Your assignment:
Your reply should be made up of every line in the records below that holds the string "readable".

Supplied information:
* * *
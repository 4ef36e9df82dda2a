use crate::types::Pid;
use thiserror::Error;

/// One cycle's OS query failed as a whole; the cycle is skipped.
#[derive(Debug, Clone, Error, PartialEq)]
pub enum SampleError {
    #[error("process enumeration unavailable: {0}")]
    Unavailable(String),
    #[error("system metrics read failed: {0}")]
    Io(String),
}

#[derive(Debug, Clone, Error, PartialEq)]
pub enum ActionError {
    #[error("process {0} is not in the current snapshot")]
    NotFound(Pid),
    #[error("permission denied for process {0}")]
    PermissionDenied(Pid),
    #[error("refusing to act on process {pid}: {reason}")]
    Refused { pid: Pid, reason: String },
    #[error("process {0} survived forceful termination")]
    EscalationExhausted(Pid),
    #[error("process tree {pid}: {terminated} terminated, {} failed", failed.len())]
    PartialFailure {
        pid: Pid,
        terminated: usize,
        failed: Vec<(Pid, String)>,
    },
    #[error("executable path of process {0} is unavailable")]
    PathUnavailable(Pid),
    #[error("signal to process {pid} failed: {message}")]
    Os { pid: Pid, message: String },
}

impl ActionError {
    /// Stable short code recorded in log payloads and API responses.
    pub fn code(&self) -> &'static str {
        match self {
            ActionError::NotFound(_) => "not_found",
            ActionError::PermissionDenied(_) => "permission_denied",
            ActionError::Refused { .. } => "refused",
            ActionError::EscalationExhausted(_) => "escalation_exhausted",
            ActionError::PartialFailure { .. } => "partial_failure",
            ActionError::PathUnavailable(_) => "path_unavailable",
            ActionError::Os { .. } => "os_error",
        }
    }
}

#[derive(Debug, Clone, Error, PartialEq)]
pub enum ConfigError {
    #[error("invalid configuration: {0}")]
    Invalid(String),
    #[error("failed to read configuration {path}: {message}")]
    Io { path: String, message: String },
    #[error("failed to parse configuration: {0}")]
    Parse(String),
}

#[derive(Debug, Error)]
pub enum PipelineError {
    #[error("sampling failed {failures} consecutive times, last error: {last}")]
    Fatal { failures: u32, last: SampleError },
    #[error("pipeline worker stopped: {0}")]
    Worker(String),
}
* * *
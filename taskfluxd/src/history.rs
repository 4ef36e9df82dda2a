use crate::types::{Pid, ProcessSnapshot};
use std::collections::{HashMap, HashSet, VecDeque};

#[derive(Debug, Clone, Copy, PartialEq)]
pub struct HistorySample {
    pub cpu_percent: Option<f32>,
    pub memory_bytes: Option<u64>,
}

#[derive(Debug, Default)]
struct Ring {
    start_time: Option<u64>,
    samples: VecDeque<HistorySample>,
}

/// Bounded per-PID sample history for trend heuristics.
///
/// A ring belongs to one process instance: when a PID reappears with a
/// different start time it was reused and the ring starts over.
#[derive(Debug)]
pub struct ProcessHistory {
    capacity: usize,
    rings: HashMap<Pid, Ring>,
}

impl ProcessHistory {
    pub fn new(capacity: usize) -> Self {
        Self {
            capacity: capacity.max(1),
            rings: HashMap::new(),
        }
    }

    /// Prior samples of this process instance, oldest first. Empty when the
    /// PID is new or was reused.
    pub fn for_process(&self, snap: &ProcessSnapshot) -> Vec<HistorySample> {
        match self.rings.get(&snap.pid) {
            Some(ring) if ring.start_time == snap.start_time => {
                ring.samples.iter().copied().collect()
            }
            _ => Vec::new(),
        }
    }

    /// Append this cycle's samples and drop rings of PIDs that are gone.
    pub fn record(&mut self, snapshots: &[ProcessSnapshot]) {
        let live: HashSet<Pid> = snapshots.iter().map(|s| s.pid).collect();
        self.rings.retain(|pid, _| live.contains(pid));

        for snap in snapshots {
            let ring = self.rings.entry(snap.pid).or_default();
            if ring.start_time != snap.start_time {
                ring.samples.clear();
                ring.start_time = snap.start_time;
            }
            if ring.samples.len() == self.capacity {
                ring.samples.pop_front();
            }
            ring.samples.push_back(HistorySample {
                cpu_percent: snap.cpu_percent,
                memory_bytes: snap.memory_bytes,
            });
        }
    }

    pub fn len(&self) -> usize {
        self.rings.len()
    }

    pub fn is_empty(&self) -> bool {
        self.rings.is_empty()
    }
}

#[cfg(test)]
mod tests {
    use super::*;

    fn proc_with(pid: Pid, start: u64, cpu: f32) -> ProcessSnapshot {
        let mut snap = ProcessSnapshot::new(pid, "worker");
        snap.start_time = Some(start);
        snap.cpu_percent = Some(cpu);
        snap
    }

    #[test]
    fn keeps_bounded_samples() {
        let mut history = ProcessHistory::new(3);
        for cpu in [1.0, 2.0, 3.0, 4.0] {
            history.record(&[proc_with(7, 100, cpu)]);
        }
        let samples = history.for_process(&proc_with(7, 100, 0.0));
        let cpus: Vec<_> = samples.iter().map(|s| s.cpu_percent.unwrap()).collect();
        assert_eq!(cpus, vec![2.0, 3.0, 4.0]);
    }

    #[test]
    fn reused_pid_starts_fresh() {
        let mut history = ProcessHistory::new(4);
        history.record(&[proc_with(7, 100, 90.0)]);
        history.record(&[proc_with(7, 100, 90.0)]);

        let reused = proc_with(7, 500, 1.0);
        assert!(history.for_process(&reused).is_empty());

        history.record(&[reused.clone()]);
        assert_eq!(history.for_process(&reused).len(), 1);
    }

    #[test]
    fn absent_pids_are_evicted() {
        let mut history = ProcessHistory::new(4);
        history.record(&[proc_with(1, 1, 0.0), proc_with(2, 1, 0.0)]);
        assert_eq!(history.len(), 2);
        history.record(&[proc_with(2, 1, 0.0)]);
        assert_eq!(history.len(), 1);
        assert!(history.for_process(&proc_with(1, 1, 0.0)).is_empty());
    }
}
* * *
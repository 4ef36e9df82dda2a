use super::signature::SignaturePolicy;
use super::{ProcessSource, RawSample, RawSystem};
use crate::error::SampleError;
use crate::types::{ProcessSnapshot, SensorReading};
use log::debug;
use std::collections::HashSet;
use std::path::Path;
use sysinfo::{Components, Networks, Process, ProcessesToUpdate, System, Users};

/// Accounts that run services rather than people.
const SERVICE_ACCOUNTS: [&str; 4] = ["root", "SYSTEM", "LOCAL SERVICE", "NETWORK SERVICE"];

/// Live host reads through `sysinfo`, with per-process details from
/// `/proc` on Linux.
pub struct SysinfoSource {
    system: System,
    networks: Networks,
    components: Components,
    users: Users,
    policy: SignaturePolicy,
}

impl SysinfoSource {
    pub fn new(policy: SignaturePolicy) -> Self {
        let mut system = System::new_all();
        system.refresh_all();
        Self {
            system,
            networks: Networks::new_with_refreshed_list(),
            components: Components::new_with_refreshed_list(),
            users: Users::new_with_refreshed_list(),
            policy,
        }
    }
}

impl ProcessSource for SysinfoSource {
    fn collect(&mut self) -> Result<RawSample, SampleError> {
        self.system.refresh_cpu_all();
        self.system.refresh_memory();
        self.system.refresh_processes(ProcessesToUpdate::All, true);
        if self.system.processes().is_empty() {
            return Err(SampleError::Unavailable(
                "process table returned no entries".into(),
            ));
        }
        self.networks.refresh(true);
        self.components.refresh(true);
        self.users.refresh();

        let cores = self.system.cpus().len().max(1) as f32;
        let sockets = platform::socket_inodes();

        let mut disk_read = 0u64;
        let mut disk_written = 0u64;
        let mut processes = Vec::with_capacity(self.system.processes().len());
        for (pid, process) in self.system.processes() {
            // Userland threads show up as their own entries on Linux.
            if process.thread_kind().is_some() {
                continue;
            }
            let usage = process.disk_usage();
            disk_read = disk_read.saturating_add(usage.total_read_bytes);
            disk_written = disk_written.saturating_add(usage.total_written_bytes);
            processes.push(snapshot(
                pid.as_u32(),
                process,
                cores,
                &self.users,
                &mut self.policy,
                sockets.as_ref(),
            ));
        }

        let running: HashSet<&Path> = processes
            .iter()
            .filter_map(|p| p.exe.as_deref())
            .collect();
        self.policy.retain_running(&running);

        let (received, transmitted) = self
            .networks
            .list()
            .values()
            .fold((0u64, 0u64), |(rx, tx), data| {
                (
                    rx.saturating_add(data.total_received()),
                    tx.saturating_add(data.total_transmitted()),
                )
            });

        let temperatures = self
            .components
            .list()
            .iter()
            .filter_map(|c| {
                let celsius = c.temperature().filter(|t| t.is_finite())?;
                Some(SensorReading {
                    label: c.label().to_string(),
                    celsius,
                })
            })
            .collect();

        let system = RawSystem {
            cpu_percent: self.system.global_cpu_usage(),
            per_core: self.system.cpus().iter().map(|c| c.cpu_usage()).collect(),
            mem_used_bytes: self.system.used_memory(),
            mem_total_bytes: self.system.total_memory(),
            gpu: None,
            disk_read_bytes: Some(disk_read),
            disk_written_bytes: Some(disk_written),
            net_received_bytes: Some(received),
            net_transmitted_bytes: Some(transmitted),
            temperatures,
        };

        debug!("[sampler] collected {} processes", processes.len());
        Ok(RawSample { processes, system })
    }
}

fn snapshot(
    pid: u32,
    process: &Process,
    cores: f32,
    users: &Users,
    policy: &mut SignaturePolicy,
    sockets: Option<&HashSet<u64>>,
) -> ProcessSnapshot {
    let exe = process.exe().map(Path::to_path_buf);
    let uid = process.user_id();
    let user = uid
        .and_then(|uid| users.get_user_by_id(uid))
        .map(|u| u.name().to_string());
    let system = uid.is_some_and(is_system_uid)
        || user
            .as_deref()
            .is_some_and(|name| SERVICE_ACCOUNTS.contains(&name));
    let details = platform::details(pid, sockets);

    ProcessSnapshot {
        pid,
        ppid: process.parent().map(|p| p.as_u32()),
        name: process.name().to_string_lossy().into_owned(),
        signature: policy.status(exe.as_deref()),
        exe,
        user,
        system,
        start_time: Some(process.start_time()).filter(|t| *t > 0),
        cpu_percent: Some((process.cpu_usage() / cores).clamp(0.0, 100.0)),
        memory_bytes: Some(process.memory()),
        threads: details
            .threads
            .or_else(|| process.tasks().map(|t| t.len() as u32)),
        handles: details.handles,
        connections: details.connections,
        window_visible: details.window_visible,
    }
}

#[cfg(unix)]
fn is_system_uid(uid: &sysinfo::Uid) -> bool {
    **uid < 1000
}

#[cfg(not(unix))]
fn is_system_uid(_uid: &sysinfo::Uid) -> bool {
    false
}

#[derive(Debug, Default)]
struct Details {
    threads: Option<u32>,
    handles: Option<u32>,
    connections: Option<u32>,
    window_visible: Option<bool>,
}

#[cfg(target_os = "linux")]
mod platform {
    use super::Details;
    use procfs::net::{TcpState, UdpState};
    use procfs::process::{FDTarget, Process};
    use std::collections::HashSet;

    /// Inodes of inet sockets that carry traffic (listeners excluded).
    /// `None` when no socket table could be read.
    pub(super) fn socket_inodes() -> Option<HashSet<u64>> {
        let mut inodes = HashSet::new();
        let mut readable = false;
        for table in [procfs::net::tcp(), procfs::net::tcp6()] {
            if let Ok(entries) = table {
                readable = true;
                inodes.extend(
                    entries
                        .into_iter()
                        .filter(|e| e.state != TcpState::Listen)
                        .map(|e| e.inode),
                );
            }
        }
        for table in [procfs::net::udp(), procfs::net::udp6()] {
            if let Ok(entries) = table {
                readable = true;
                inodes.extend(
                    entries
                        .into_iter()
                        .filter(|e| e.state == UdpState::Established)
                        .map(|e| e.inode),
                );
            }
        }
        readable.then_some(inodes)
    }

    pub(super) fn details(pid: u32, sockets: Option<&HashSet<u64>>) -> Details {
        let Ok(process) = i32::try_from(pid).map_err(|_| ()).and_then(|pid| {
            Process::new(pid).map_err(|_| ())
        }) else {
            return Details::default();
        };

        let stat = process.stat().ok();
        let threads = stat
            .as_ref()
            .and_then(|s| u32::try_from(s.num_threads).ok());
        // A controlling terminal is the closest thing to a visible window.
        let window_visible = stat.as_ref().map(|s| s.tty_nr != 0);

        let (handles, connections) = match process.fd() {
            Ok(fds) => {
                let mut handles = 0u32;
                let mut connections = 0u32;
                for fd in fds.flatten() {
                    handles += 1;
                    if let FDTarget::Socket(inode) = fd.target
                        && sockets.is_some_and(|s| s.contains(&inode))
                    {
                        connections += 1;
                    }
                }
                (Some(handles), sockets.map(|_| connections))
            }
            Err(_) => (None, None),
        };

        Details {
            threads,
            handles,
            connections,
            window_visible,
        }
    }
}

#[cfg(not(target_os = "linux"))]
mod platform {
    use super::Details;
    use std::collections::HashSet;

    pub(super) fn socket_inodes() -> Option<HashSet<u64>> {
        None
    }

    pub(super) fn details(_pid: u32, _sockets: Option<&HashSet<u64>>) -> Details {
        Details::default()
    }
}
* * *
Output of the exercise:
        let mut readable = false;
                readable = true;
                readable = true;
        readable.then_some(inodes)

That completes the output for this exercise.